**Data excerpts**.
* * * * *

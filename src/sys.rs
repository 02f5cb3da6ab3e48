//! Thin safe wrappers over the raw syscalls the reactor needs.
//!
//! Everything here returns `io::Error` built from errno so callers can
//! branch on `ErrorKind::WouldBlock` / `raw_os_error()` without touching
//! `unsafe` themselves.

use crate::error::{TzzeroError, TzzeroResult};
use libc::{c_int, c_void, socklen_t};
use std::io;
use std::mem;
use std::net::Ipv4Addr;
use std::os::unix::io::RawFd;
use std::ptr;
use std::time::Duration;

// ---- Socket operations ----

/// Create a non-blocking, close-on-exec TCP socket with SO_REUSEADDR set
/// and SO_REUSEPORT attempted (warning on failure).
pub fn create_nonblocking_socket() -> TzzeroResult<RawFd> {
    unsafe {
        let fd = libc::socket(
            libc::AF_INET,
            libc::SOCK_STREAM | libc::SOCK_NONBLOCK | libc::SOCK_CLOEXEC,
            0,
        );
        if fd < 0 {
            return Err(io::Error::last_os_error().into());
        }

        let one: c_int = 1;
        if libc::setsockopt(
            fd,
            libc::SOL_SOCKET,
            libc::SO_REUSEADDR,
            &one as *const _ as *const c_void,
            mem::size_of_val(&one) as socklen_t,
        ) < 0
        {
            let err = io::Error::last_os_error();
            libc::close(fd);
            return Err(err.into());
        }

        if libc::setsockopt(
            fd,
            libc::SOL_SOCKET,
            libc::SO_REUSEPORT,
            &one as *const _ as *const c_void,
            mem::size_of_val(&one) as socklen_t,
        ) < 0
        {
            // Not available everywhere, not fatal.
            tracing::warn!("SO_REUSEPORT not supported: {}", io::Error::last_os_error());
        }

        Ok(fd)
    }
}

/// Bind and listen with the platform maximum backlog. Returns the port
/// actually bound, which differs from `port` when 0 was requested.
pub fn bind_and_listen(fd: RawFd, listen_addr: &str, port: u16) -> TzzeroResult<u16> {
    let ip: Ipv4Addr = if listen_addr.is_empty() || listen_addr == "0.0.0.0" {
        Ipv4Addr::UNSPECIFIED
    } else {
        listen_addr
            .parse()
            .map_err(|_| TzzeroError::Other(format!("Invalid listen address: {}", listen_addr)))?
    };

    let sin = libc::sockaddr_in {
        sin_family: libc::AF_INET as libc::sa_family_t,
        sin_port: port.to_be(),
        sin_addr: libc::in_addr {
            s_addr: u32::from_ne_bytes(ip.octets()),
        },
        sin_zero: [0; 8],
    };

    unsafe {
        if libc::bind(
            fd,
            &sin as *const _ as *const libc::sockaddr,
            mem::size_of_val(&sin) as socklen_t,
        ) < 0
        {
            return Err(io::Error::last_os_error().into());
        }

        if libc::listen(fd, libc::SOMAXCONN) < 0 {
            return Err(io::Error::last_os_error().into());
        }
    }

    if port == 0 {
        let mut addr: libc::sockaddr_in = unsafe { mem::zeroed() };
        let mut len = mem::size_of::<libc::sockaddr_in>() as socklen_t;
        let rc = unsafe {
            libc::getsockname(fd, &mut addr as *mut _ as *mut libc::sockaddr, &mut len)
        };
        if rc < 0 {
            return Err(io::Error::last_os_error().into());
        }
        Ok(u16::from_be(addr.sin_port))
    } else {
        Ok(port)
    }
}

/// Accept one connection. Returns the non-blocking, close-on-exec socket
/// and the formatted peer address, or `None` when the queue is drained.
pub fn accept_connection(listen_fd: RawFd) -> io::Result<Option<(RawFd, String)>> {
    let mut peer: libc::sockaddr_in = unsafe { mem::zeroed() };
    let mut len = mem::size_of::<libc::sockaddr_in>() as socklen_t;

    let fd = unsafe {
        libc::accept4(
            listen_fd,
            &mut peer as *mut _ as *mut libc::sockaddr,
            &mut len,
            libc::SOCK_NONBLOCK | libc::SOCK_CLOEXEC,
        )
    };

    if fd < 0 {
        let err = io::Error::last_os_error();
        if err.kind() == io::ErrorKind::WouldBlock {
            Ok(None)
        } else {
            Err(err)
        }
    } else {
        Ok(Some((fd, format_sockaddr(&peer))))
    }
}

/// Accept and immediately close one connection. Used by the EMFILE guard
/// to drain the kernel queue and signal the peer.
pub fn accept_and_discard(listen_fd: RawFd) {
    unsafe {
        let fd = libc::accept(listen_fd, ptr::null_mut(), ptr::null_mut());
        if fd >= 0 {
            libc::close(fd);
        }
    }
}

/// Open the spare descriptor the acceptor holds against fd exhaustion.
pub fn open_idle_fd() -> io::Result<RawFd> {
    let path = b"/dev/null\0";
    let fd = unsafe {
        libc::open(
            path.as_ptr() as *const libc::c_char,
            libc::O_RDONLY | libc::O_CLOEXEC,
        )
    };
    if fd < 0 {
        Err(io::Error::last_os_error())
    } else {
        Ok(fd)
    }
}

pub fn close_fd(fd: RawFd) {
    unsafe {
        libc::close(fd);
    }
}

/// Half-close the write side.
pub fn shutdown_write(fd: RawFd) {
    unsafe {
        libc::shutdown(fd, libc::SHUT_WR);
    }
}

pub fn set_tcp_no_delay(fd: RawFd, on: bool) {
    let optval: c_int = if on { 1 } else { 0 };
    unsafe {
        libc::setsockopt(
            fd,
            libc::IPPROTO_TCP,
            libc::TCP_NODELAY,
            &optval as *const _ as *const c_void,
            mem::size_of_val(&optval) as socklen_t,
        );
    }
}

pub fn set_keep_alive(fd: RawFd, on: bool) {
    let optval: c_int = if on { 1 } else { 0 };
    unsafe {
        libc::setsockopt(
            fd,
            libc::SOL_SOCKET,
            libc::SO_KEEPALIVE,
            &optval as *const _ as *const c_void,
            mem::size_of_val(&optval) as socklen_t,
        );
    }
}

/// Fetch and clear the pending SO_ERROR on a socket.
pub fn socket_error(fd: RawFd) -> i32 {
    let mut err: c_int = 0;
    let mut len = mem::size_of::<c_int>() as socklen_t;
    let rc = unsafe {
        libc::getsockopt(
            fd,
            libc::SOL_SOCKET,
            libc::SO_ERROR,
            &mut err as *mut _ as *mut c_void,
            &mut len,
        )
    };
    if rc < 0 {
        io::Error::last_os_error().raw_os_error().unwrap_or(0)
    } else {
        err
    }
}

pub fn local_address(fd: RawFd) -> String {
    let mut addr: libc::sockaddr_in = unsafe { mem::zeroed() };
    let mut len = mem::size_of::<libc::sockaddr_in>() as socklen_t;
    let rc = unsafe { libc::getsockname(fd, &mut addr as *mut _ as *mut libc::sockaddr, &mut len) };
    if rc == 0 {
        format_sockaddr(&addr)
    } else {
        String::new()
    }
}

pub fn peer_address(fd: RawFd) -> String {
    let mut addr: libc::sockaddr_in = unsafe { mem::zeroed() };
    let mut len = mem::size_of::<libc::sockaddr_in>() as socklen_t;
    let rc = unsafe { libc::getpeername(fd, &mut addr as *mut _ as *mut libc::sockaddr, &mut len) };
    if rc == 0 {
        format_sockaddr(&addr)
    } else {
        String::new()
    }
}

fn format_sockaddr(addr: &libc::sockaddr_in) -> String {
    let ip = Ipv4Addr::from(addr.sin_addr.s_addr.to_ne_bytes());
    format!("{}:{}", ip, u16::from_be(addr.sin_port))
}

/// Write with SIGPIPE suppressed; a dead peer surfaces as EPIPE instead.
pub fn write(fd: RawFd, buf: &[u8]) -> io::Result<usize> {
    let res = unsafe {
        libc::send(
            fd,
            buf.as_ptr() as *const c_void,
            buf.len(),
            libc::MSG_NOSIGNAL,
        )
    };
    if res < 0 {
        Err(io::Error::last_os_error())
    } else {
        Ok(res as usize)
    }
}

// ---- Wakeup channel (eventfd) ----

pub fn create_eventfd() -> TzzeroResult<RawFd> {
    let fd = unsafe { libc::eventfd(0, libc::EFD_NONBLOCK | libc::EFD_CLOEXEC) };
    if fd < 0 {
        Err(io::Error::last_os_error().into())
    } else {
        Ok(fd)
    }
}

pub fn write_eventfd(fd: RawFd) {
    let one: u64 = 1;
    unsafe {
        libc::write(fd, &one as *const u64 as *const c_void, 8);
    }
}

pub fn read_eventfd(fd: RawFd) {
    let mut value: u64 = 0;
    unsafe {
        libc::read(fd, &mut value as *mut u64 as *mut c_void, 8);
    }
}

// ---- Timer descriptor (timerfd) ----

pub fn create_timerfd() -> TzzeroResult<RawFd> {
    let fd = unsafe {
        libc::timerfd_create(
            libc::CLOCK_MONOTONIC,
            libc::TFD_NONBLOCK | libc::TFD_CLOEXEC,
        )
    };
    if fd < 0 {
        Err(io::Error::last_os_error().into())
    } else {
        Ok(fd)
    }
}

/// Re-arm the timer descriptor to fire after `delay`. A zero it_value
/// would disarm the descriptor, so the delay is clamped to 1 microsecond.
pub fn arm_timerfd(fd: RawFd, delay: Duration) {
    let delay = delay.max(Duration::from_micros(1));
    let new_value = libc::itimerspec {
        it_interval: libc::timespec {
            tv_sec: 0,
            tv_nsec: 0,
        },
        it_value: libc::timespec {
            tv_sec: delay.as_secs() as libc::time_t,
            tv_nsec: delay.subsec_nanos() as libc::c_long,
        },
    };
    let rc = unsafe { libc::timerfd_settime(fd, 0, &new_value, ptr::null_mut()) };
    if rc < 0 {
        tracing::warn!("timerfd_settime failed: {}", io::Error::last_os_error());
    }
}

pub fn read_timerfd(fd: RawFd) {
    let mut expirations: u64 = 0;
    unsafe {
        libc::read(fd, &mut expirations as *mut u64 as *mut c_void, 8);
    }
}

* * * * *

**WORK INSTRUCTION**. What you return must be an exact retyping of the lines above starting at the line with "fn format_sockaddr(addr: &libc::sockaddr_in)" and ending at the line with "pub fn arm_timerfd(fd: RawFd, delay: Duration)", and nothing besides.

**FINAL ANSWER**.
fn format_sockaddr(addr: &libc::sockaddr_in) -> String {
    let ip = Ipv4Addr::from(addr.sin_addr.s_addr.to_ne_bytes());
    format!("{}:{}", ip, u16::from_be(addr.sin_port))
}

/// Write with SIGPIPE suppressed; a dead peer surfaces as EPIPE instead.
pub fn write(fd: RawFd, buf: &[u8]) -> io::Result<usize> {
    let res = unsafe {
        libc::send(
            fd,
            buf.as_ptr() as *const c_void,
            buf.len(),
            libc::MSG_NOSIGNAL,
        )
    };
    if res < 0 {
        Err(io::Error::last_os_error())
    } else {
        Ok(res as usize)
    }
}

// ---- Wakeup channel (eventfd) ----

pub fn create_eventfd() -> TzzeroResult<RawFd> {
    let fd = unsafe { libc::eventfd(0, libc::EFD_NONBLOCK | libc::EFD_CLOEXEC) };
    if fd < 0 {
        Err(io::Error::last_os_error().into())
    } else {
        Ok(fd)
    }
}

pub fn write_eventfd(fd: RawFd) {
    let one: u64 = 1;
    unsafe {
        libc::write(fd, &one as *const u64 as *const c_void, 8);
    }
}

pub fn read_eventfd(fd: RawFd) {
    let mut value: u64 = 0;
    unsafe {
        libc::read(fd, &mut value as *mut u64 as *mut c_void, 8);
    }
}

// ---- Timer descriptor (timerfd) ----

pub fn create_timerfd() -> TzzeroResult<RawFd> {
    let fd = unsafe {
        libc::timerfd_create(
            libc::CLOCK_MONOTONIC,
            libc::TFD_NONBLOCK | libc::TFD_CLOEXEC,
        )
    };
    if fd < 0 {
        Err(io::Error::last_os_error().into())
    } else {
        Ok(fd)
    }
}

/// Re-arm the timer descriptor to fire after `delay`. A zero it_value
/// would disarm the descriptor, so the delay is clamped to 1 microsecond.
pub fn arm_timerfd(fd: RawFd, delay: Duration) {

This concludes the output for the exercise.